Rząd systematycznie ruguje wartości chrześcijańskie z życia społecznego. Religia nie jest już przedmiotem obowiązkowym i ocena z niej nie wpływa na promocję do następnej klasy. Parlament pracuje nad zakazem umieszczania symboli religijnych w miejscach publicznych i zakazem udziału wojska w obrzędach religijnych. Instytucje kościelne zostały opodatkowane, ale utrzymały możliwość uzyskiwania 0,7 procenta z podatków dochodowych płaconych przez wiernych. Sytuacja ekonomiczna diecezji i parafii ciągle jest więc niezła. Stan posiadania Kościoła ciągle przedstawia się imponująco: tysiące szkół wszelkich stopni i palcówek opiekuńczych. Księża, podobnie jak wszyscy Hiszpanie, mają ustawowo zagwarantowane, że ich miesięczne wynagrodzenie nie może być niższe niż 900 euro, i nie muszą się za bardzo wysilać. Ale w sensie religijnym Kościół w Hiszpanii przeżywa kryzys. Liczba formalnie przyznających się do katolicyzmu spadała w ostatnich kilku latach z 94 do nieco ponad 70 proc. mieszkańców kraju, z czego ponad połowa deklaruje, że nigdy nie chodzi do kościoła. A wśród młodych już co drugi deklaruje agnostycyzm, udział zaś w praktykach religijnych – zaledwie co dziesiąty.
Hiszpanie pod każdym względem mają dziś wyraźny problem z tożsamością. Ich historia jest dla nich tematem drażliwym, bo ciągle nierozliczonym.
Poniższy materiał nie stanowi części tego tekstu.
// Copyright (c) 2019 Georg Brandl.  Licensed under the Apache License,
// Version 2.0 <LICENSE-APACHE or http://www.apache.org/licenses/LICENSE-2.0>
// or the MIT license <LICENSE-MIT or http://opensource.org/licenses/MIT>, at
// your option. This file may not be copied, modified, or distributed except
// according to those terms.

use std::collections::HashMap;
use std::fmt;

use crate::axes::Axis;
use crate::error::{fail, ErrorKind, GCodeResult};
use crate::machine::*;
use crate::util::MM_PER_INCH;

/// Highest parameter number.
pub const MAX_PARAM: u32 = 5602;
/// Parameters from this number on are computed from the machine state.
pub const FIRST_READ_ONLY: u32 = 5061;

/// Reported by `#<_vmajor>` and `#<_vminor>`.
const VERSION: (f64, f64) = (2., 9.);

/// A reference to a numbered or named parameter.
#[derive(Clone, PartialEq, Eq, Hash, Debug)]
pub enum ParamRef {
    Numbered(u32),
    /// Normalized (lowercase, without spaces) name.
    Named(String),
}

impl fmt::Display for ParamRef {
    fn fmt(&self, f: &mut fmt::Formatter) -> fmt::Result {
        match self {
            ParamRef::Numbered(n) => write!(f, "#{}", n),
            ParamRef::Named(s) => write!(f, "#<{}>", s),
        }
    }
}

/// Normalize a parameter name: case-insensitive, spaces removed.
pub fn normalize_name(name: &str) -> String {
    name.chars().filter(|c| !c.is_whitespace()).flat_map(char::to_lowercase).collect()
}

/// Parameter storage.  Read-only parameters are views over a `Machine`, which
/// must be given for every read.
#[derive(Clone, Debug, Default)]
pub struct Parameters {
    numbered: HashMap<u32, f64>,
    named: HashMap<String, f64>,
}

fn flag(b: bool) -> f64 {
    if b { 1. } else { 0. }
}

/// Convert an internal length to the active program units.
fn user_length(machine: &Machine, axis: usize, value: f64) -> f64 {
    let linear = Axis::from_index(axis).map_or(false, Axis::is_linear);
    if linear && machine.units == Units::Imperial {
        value / MM_PER_INCH
    } else {
        value
    }
}

fn computed(id: u32, m: &Machine) -> f64 {
    let axis = |base: u32| (id - base) as usize;
    match id {
        5061..=5066 => {
            let i = axis(5061);
            user_length(m, i, m.machine_to_work(i, m.probe().position[i]))
        }
        5070 => flag(m.probe().success),
        5161..=5166 => user_length(m, axis(5161), m.g28_position()[axis(5161)]),
        5181..=5186 => user_length(m, axis(5181), m.g30_position()[axis(5181)]),
        5210 => flag(m.g92_enabled()),
        5211..=5216 => user_length(m, axis(5211), m.g92_offset()[axis(5211)]),
        5220 => m.active_coordinate_system().id.number() as f64,
        5221..=5400 if (id - 5221) % 20 < 6 => {
            let cs = CoordSystemId::from_number((id - 5221) / 20 + 1);
            let i = ((id - 5221) % 20) as usize;
            cs.map_or(0., |cs| user_length(m, i, m.coordinate_system(cs).values[i]))
        }
        5400 => m.tool as f64,
        5401..=5406 => user_length(m, axis(5401), m.tool_offset()[axis(5401)]),
        5410 => m.tool_table().get(m.tool).map_or(0., |t| user_length(m, 0, 2. * t.radius)),
        5420..=5425 => user_length(m, axis(5420), m.position()[axis(5420)]),
        _ => 0.
    }
}

const SYSTEM_NAMES: &[&str] = &[
    "_vmajor", "_vminor", "_line", "_motion_mode", "_plane", "_ccomp", "_metric",
    "_imperial", "_absolute", "_incremental", "_inverse_time", "_units_per_minute",
    "_units_per_rev", "_coord_system", "_tool_offset", "_retract_r_plane",
    "_retract_old_z", "_spindle_rpm_mode", "_spindle_css_mode", "_ijk_absolute_mode",
    "_lathe_diameter_mode", "_lathe_radius_mode", "_spindle_on", "_spindle_cw",
    "_mist", "_flood", "_feed", "_rpm", "_x", "_y", "_z", "_a", "_b", "_c",
    "_current_tool", "_selected_tool",
];

fn is_system(name: &str) -> bool {
    SYSTEM_NAMES.contains(&name)
}

fn system(name: &str, m: &Machine) -> Option<f64> {
    let position = |i: usize| user_length(m, i, m.position()[i]);
    Some(match name {
        "_vmajor" => VERSION.0,
        "_vminor" => VERSION.1,
        "_line" => m.line as f64,
        "_motion_mode" => m.motion_mode.code().map_or(0., |(_, c)| c as f64 / 10.),
        "_plane" => m.plane.code() as f64,
        "_ccomp" => match m.cutter_comp {
            CutterComp::Off => 400.,
            CutterComp::Left => 410.,
            CutterComp::Right => 420.,
        },
        "_metric" => flag(m.units == Units::Metric),
        "_imperial" => flag(m.units == Units::Imperial),
        "_absolute" => flag(m.distance_mode == DistanceMode::Absolute),
        "_incremental" => flag(m.distance_mode == DistanceMode::Incremental),
        "_inverse_time" => flag(m.feed_rate_mode == FeedRateMode::InverseTime),
        "_units_per_minute" => flag(m.feed_rate_mode == FeedRateMode::UnitsPerMin),
        "_units_per_rev" => flag(m.feed_rate_mode == FeedRateMode::UnitsPerRev),
        "_coord_system" => m.active_coordinate_system().id.code() as f64,
        "_tool_offset" => flag(m.tool_length_offset != ToolLengthOffset::Cancelled),
        "_retract_r_plane" => flag(m.retract_mode == RetractMode::RPlane),
        "_retract_old_z" => flag(m.retract_mode == RetractMode::OldZ),
        "_spindle_rpm_mode" => flag(m.rpm_mode == SpindleRpmMode::Rpm),
        "_spindle_css_mode" => flag(m.rpm_mode == SpindleRpmMode::Css),
        "_ijk_absolute_mode" => flag(m.ijk_mode == IjkMode::Absolute),
        "_lathe_diameter_mode" => flag(m.lathe_mode == LatheMode::Diameter),
        "_lathe_radius_mode" => flag(m.lathe_mode == LatheMode::Radius),
        "_spindle_on" => flag(m.spindle != SpindleState::Off),
        "_spindle_cw" => flag(m.spindle == SpindleState::Cw),
        "_mist" => flag(m.coolant.mist),
        "_flood" => flag(m.coolant.flood),
        "_feed" => m.feed_rate,
        "_rpm" => m.rpm,
        "_x" => position(0),
        "_y" => position(1),
        "_z" => position(2),
        "_a" => position(3),
        "_b" => position(4),
        "_c" => position(5),
        "_current_tool" => m.tool as f64,
        "_selected_tool" => m.selected_tool as f64,
        _ => return None
    })
}

impl Parameters {
    pub fn new() -> Self {
        Self::default()
    }

    fn check_id(id: u32) -> GCodeResult<()> {
        if id == 0 || id > MAX_PARAM {
            return fail(ErrorKind::ExpressionArgumentOutOfRange, format!("parameter #{}", id));
        }
        Ok(())
    }

    /// Read a numbered parameter.  Unset parameters read as zero.
    pub fn get(&self, id: u32, machine: &Machine) -> GCodeResult<f64> {
        Self::check_id(id)?;
        if id >= FIRST_READ_ONLY {
            Ok(computed(id, machine))
        } else {
            Ok(self.numbered.get(&id).copied().unwrap_or(0.))
        }
    }

    pub fn set(&mut self, id: u32, value: f64) -> GCodeResult<()> {
        Self::check_id(id)?;
        if id >= FIRST_READ_ONLY {
            return fail(ErrorKind::ParameterReadOnly, format!("#{}", id));
        }
        self.numbered.insert(id, value);
        Ok(())
    }

    /// Read a named parameter; reading an undefined one is an error.
    pub fn get_named(&self, name: &str, machine: &Machine) -> GCodeResult<f64> {
        let name = normalize_name(name);
        if let Some(value) = system(&name, machine) {
            return Ok(value);
        }
        match self.named.get(&name) {
            Some(&value) => Ok(value),
            None => fail(ErrorKind::ParameterUndefined, format!("#<{}>", name)),
        }
    }

    pub fn set_named(&mut self, name: &str, value: f64) -> GCodeResult<()> {
        let name = normalize_name(name);
        if name.is_empty() {
            return fail(ErrorKind::ExpressionSyntaxError, "empty parameter name");
        }
        if is_system(&name) {
            return fail(ErrorKind::ParameterReadOnly, format!("#<{}>", name));
        }
        self.named.insert(name, value);
        Ok(())
    }

    /// Test for presence of a named parameter without evaluating it.
    pub fn exists_named(&self, name: &str) -> bool {
        let name = normalize_name(name);
        self.named.contains_key(&name) || is_system(&name)
    }

    pub fn read(&self, param: &ParamRef, machine: &Machine) -> GCodeResult<f64> {
        match param {
            ParamRef::Numbered(id) => self.get(*id, machine),
            ParamRef::Named(name) => self.get_named(name, machine),
        }
    }

    pub fn write(&mut self, param: &ParamRef, value: f64) -> GCodeResult<()> {
        match param {
            ParamRef::Numbered(id) => self.set(*id, value),
            ParamRef::Named(name) => self.set_named(name, value),
        }
    }
}

#[cfg(test)]
mod tests {
    use super::*;
    use crate::axes::Axes;

    #[test]
    fn test_numbered() {
        let m = Machine::new();
        let mut p = Parameters::new();
        assert_eq!(p.get(100, &m), Ok(0.));
        p.set(100, 2.5).unwrap();
        assert_eq!(p.get(100, &m), Ok(2.5));
        assert_eq!(p.set(5220, 1.).unwrap_err().kind, ErrorKind::ParameterReadOnly);
        assert_eq!(p.get(5603, &m).unwrap_err().kind, ErrorKind::ExpressionArgumentOutOfRange);
        assert_eq!(p.get(0, &m).unwrap_err().kind, ErrorKind::ExpressionArgumentOutOfRange);
    }

    #[test]
    fn test_computed() {
        let mut m = Machine::new();
        let mut offs = Axes::new();
        offs.set(1, 4.);
        m.set_coordinate_system(CoordSystemId::G55, &offs);
        m.select_coordinate_system(CoordSystemId::G55);
        let p = Parameters::new();
        assert_eq!(p.get(5220, &m), Ok(2.));
        assert_eq!(p.get(5242, &m), Ok(4.));
        assert_eq!(p.get(5421, &m), Ok(-4.));
        assert_eq!(p.get_named("_y", &m), Ok(-4.));
        assert_eq!(p.get_named("_coord_system", &m), Ok(550.));
        assert_eq!(p.get_named("_Metric", &m), Ok(1.));
    }

    #[test]
    fn test_named() {
        let m = Machine::new();
        let mut p = Parameters::new();
        assert_eq!(p.get_named("depth", &m).unwrap_err().kind, ErrorKind::ParameterUndefined);
        p.set_named("De pth", 3.).unwrap();
        assert_eq!(p.get_named("DEPTH", &m), Ok(3.));
        assert!(p.exists_named("depth"));
        assert!(!p.exists_named("width"));
        p.set_named("_global", 1.).unwrap();
        assert_eq!(p.get_named("_global", &m), Ok(1.));
        assert_eq!(p.set_named("_x", 1.).unwrap_err().kind, ErrorKind::ParameterReadOnly);
    }
}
Dziedzictwo komunizmu i faszyzmu z okresu wojny domowej z lat 30. ubiegłego stulecia wciąż dzieli społeczeństwo i rodziny. Religia zaś, jako drugi element tożsamości, nigdy nie była dla Hiszpanów czymś obojętnym. Mówią o sobie: „Hiszpan zawsze jest przy Kościele, tylko raz ze świecą, a raz z kijem”. W latach 30. wymordowano w Hiszpanii ponad 6500 księży i zakonników, a wśród księżobójców byli także ochrzczeni. Tego nie da się zapomnieć. Jednocześnie Hiszpania to ojczyzna świętych gwałtowników: Teresy Wielkiej, Jana od Krzyża, Ignacego Loyoli czy Josemarii Escrivy. W kraju tym niczego nie można wykluczyć. Nagłe zmiany postaw – od wrogości do nawrócenia – Hiszpanie mają chyba w genach. Może dlatego Benedykt XVI w stosunku do nich ciągle nie traci nadziei i właśnie Hiszpanię – na kolejnym zakręcie jej historii – odwiedza najczęściej ze wszystkich krajów? Oby był to początek nowej rekonkwisty.